José Luis Roselló Serra (Ibiza, 21 de agosto de 1943) hace ocho años que volvió a su Ibiza natal tras 40 años de carrera diplomática alrededor del mundo. Su último destino fue Omán, donde fue embajador de España desde 2010 hasta el día de su jubilación, nueve días después de haber cumplido los 70, en 2013. No solo ha sido embajador de España en Omán sino que también lo ha sido en Angola y en Kuwait. Ha estado destinado en las representaciones diplomáticas españolas en Nicaragua, Estados Unidos, en representación permanente de España ante las Naciones Unidas y Marruecos donde fue Jefe de la Oficina Comercial.

Este ibicenco en 2003 fue nombrado Cónsul General de España en Casablanca y, desde julio de 2006 hasta 2010, fue embajador representante permanente de España ante la Oficina de la Organización de las Naciones Unidas y los Organismos Internacionales con sede en Viena.

Nos recibe en su casa de Vila, plagada de fotos con mandatarios internacionales acompañadas de cuadros de artistas ibicencos.

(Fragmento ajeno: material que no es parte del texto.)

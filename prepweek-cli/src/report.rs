//! Plain-text rendering for terminal output.

use prepweek_core::{ComplexityTier, DayScore, PickupRecommendation, ShelfLifeEntry, WeekPlan};

fn cook_range(tier: ComplexityTier) -> String {
    match tier.suggested_cook_minutes() {
        (0, Some(max)) => format!("<= {max} min"),
        (min, Some(max)) => format!("{min}-{max} min"),
        (min, None) => format!("{min}+ min"),
    }
}

pub fn day_line(day: &DayScore, effective: ComplexityTier) -> String {
    let tier = if effective == day.tier() {
        format!("{}", day.tier())
    } else {
        format!("{} (override, recommended {})", effective, day.tier())
    };
    format!(
        "{} {:>3}  {:<40}  cook {}",
        day.date().format("%a %Y-%m-%d"),
        day.final_score(),
        tier,
        cook_range(effective)
    )
}

pub fn signal_lines(day: &DayScore) -> Vec<String> {
    day.signals()
        .iter()
        .map(|s| format!("    {}: {:.0} | {}", s.signal, s.score, s.reasoning))
        .collect()
}

pub fn print_week(plan: &WeekPlan) {
    for day in &plan.scores {
        let effective = plan.effective_tier(day.date()).unwrap_or(day.tier());
        println!("{}", day_line(day, effective));
        for line in signal_lines(day) {
            println!("{line}");
        }
    }
}

pub fn pickup_lines(rec: &PickupRecommendation) -> Vec<String> {
    vec![
        rec.reasoning.clone(),
        format!(
            "score={:.1} (availability={:.1}, freshness={:.1})",
            rec.score, rec.availability_score, rec.freshness_score
        ),
    ]
}

pub fn shelf_life_line(category: &str, entry: &ShelfLifeEntry) -> String {
    format!(
        "{}: {} ({}-{} days)",
        category.trim(),
        entry.freshness.as_str(),
        entry.min_days,
        entry.max_days
    )
}

#[cfg(test)]
mod tests {
    use super::*;
    use chrono::NaiveDate;
    use prepweek_core::get_shelf_life;

    fn monday() -> NaiveDate {
        NaiveDate::from_ymd_opt(2025, 2, 17).unwrap()
    }

    #[test]
    fn override_is_shown_next_to_recommendation() {
        let day = DayScore::new(monday(), 72, vec![]);
        let plain = day_line(&day, ComplexityTier::Quick);
        assert!(plain.starts_with("Mon 2025-02-17  72  quick"));
        assert!(plain.ends_with("cook <= 30 min"));

        let overridden = day_line(&day, ComplexityTier::Exploratory);
        assert!(overridden.contains("exploratory (override, recommended quick)"));
        assert!(overridden.ends_with("cook 60+ min"));
    }

    #[test]
    fn shelf_life_line_names_freshness_and_range() {
        let line = shelf_life_line(" Seafood ", &get_shelf_life("Seafood"));
        assert_eq!(line, "Seafood: short (1-2 days)");
    }
}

Ferrer Guasch, Portmanys, también uno con la firma de Dalí y dos, incluso, más importantes para él: de Alicia Serra, su madre.

—Usted nació en Ibiza. Tras toda su vida trabajando alrededor del mundo, ¿cómo recuerda de la Ibiza de su infancia en los años 40?

—Era maravilloso. Los niños nos juntábamos para jugar a fútbol en s’Alamera hasta que teníamos que coger la pelota y salir disparados cuando llegaban los agentes de la policía, que nos quitaban el balón si nos pillaban. A uno de ellos le llamábamos es mistu (la cerilla). En aquellos tiempos no podías hacer nada sin que te cazaran: una vez alquilamos una Mobilette para ir a dar vueltas al hipódromo y cuando volvimos todos sabían lo que habíamos hecho. Recuerdo que me gustaba mucho pintar y me iba al Puig d’es Molins, me sentaba bajo un olivo y me ponía a dibujar y, más adelante, me animé con las acuarelas. Siempre me ha gustado dibujar; de hecho el primer día en el que ya había acabado mis oposiciones me desperté sin saber qué hacer, entonces salí al balcón de la residencia de estudiantes, en Madrid, y me puse a dibujar.

—¿Como decidió dedicarse a la diplomacia?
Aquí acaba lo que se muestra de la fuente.